Report the number of lines in the records below that contain the word "estimate", and nothing more.

###

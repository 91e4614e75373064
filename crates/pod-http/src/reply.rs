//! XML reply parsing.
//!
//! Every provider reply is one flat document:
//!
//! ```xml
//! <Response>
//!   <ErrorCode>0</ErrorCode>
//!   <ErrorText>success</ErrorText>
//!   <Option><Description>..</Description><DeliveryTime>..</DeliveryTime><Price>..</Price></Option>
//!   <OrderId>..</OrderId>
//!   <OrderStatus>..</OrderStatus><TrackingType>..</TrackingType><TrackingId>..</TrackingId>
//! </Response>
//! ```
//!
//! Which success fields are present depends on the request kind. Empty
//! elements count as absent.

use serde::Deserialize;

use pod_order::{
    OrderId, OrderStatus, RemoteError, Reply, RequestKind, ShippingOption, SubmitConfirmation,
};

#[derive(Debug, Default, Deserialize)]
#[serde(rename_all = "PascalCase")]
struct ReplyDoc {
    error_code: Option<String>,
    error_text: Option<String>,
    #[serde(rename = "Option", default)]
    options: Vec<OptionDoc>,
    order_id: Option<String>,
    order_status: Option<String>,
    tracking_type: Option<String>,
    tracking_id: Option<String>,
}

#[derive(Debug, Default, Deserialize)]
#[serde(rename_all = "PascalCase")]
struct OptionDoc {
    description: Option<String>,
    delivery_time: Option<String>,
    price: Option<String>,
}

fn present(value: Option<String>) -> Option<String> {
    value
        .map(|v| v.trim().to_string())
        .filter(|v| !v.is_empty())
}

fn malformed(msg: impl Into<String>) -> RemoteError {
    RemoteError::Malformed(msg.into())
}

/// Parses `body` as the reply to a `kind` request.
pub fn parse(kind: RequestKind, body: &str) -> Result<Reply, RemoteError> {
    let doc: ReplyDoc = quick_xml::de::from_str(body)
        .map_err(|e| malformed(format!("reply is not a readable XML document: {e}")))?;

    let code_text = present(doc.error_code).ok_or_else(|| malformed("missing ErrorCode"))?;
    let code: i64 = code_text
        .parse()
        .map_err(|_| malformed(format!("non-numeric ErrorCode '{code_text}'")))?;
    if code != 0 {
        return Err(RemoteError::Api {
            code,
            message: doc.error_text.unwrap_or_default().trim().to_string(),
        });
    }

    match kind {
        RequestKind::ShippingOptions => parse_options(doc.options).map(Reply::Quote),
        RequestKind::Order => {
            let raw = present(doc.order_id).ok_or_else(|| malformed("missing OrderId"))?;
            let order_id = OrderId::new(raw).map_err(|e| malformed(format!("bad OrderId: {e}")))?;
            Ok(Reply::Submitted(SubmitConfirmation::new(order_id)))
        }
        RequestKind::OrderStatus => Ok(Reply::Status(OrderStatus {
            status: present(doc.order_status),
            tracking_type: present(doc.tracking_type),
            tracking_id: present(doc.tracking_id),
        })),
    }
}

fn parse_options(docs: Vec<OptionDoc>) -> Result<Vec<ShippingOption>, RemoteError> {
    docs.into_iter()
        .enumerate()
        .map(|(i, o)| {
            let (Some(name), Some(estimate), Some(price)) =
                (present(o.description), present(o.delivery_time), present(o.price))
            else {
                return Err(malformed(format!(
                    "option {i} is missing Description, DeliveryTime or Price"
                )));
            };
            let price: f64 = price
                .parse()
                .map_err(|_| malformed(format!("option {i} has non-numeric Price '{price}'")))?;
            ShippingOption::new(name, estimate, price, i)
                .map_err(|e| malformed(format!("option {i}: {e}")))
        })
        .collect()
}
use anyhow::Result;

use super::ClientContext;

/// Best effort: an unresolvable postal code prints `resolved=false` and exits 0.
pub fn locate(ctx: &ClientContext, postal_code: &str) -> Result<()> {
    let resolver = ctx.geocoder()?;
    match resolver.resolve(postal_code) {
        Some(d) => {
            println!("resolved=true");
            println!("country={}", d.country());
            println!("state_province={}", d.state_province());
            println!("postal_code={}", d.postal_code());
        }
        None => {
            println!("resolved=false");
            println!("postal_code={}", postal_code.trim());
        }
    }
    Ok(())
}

###

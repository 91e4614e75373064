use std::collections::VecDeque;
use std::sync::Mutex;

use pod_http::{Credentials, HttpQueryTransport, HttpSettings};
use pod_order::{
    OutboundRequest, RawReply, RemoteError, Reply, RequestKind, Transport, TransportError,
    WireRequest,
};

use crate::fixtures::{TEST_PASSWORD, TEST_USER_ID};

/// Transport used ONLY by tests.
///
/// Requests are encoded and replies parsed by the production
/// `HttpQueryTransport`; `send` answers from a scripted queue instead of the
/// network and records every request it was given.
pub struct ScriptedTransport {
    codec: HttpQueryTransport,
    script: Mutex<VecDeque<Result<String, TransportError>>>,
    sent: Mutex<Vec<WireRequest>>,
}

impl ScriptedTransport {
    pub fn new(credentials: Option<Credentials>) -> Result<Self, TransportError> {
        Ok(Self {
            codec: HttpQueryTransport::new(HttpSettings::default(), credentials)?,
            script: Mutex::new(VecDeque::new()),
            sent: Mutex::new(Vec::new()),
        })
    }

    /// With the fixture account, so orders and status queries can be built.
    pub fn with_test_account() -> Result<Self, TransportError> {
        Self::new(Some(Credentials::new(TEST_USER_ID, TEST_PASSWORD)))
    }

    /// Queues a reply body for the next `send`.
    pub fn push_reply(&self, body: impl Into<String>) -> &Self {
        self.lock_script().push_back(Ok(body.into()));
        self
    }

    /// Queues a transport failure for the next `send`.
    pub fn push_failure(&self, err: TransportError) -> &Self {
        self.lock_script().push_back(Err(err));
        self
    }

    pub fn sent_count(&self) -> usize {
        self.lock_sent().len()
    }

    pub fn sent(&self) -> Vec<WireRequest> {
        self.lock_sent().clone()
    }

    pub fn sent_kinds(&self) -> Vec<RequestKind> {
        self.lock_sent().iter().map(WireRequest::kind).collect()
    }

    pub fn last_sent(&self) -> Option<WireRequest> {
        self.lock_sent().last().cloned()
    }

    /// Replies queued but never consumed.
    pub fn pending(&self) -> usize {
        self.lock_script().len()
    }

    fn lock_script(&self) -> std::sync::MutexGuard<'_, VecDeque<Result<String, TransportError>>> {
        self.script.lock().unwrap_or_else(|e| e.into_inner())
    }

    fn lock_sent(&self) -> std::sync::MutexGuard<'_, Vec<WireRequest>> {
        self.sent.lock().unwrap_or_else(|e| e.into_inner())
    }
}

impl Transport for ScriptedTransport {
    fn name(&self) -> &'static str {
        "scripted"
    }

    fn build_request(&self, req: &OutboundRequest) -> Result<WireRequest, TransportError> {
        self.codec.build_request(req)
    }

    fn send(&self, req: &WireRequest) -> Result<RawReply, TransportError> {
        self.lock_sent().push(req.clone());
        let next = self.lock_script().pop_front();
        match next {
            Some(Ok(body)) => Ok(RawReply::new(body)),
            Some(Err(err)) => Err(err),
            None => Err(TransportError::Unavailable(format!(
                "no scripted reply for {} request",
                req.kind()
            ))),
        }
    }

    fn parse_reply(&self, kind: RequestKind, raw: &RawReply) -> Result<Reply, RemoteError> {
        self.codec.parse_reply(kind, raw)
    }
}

###

## TASK SOLUTION
2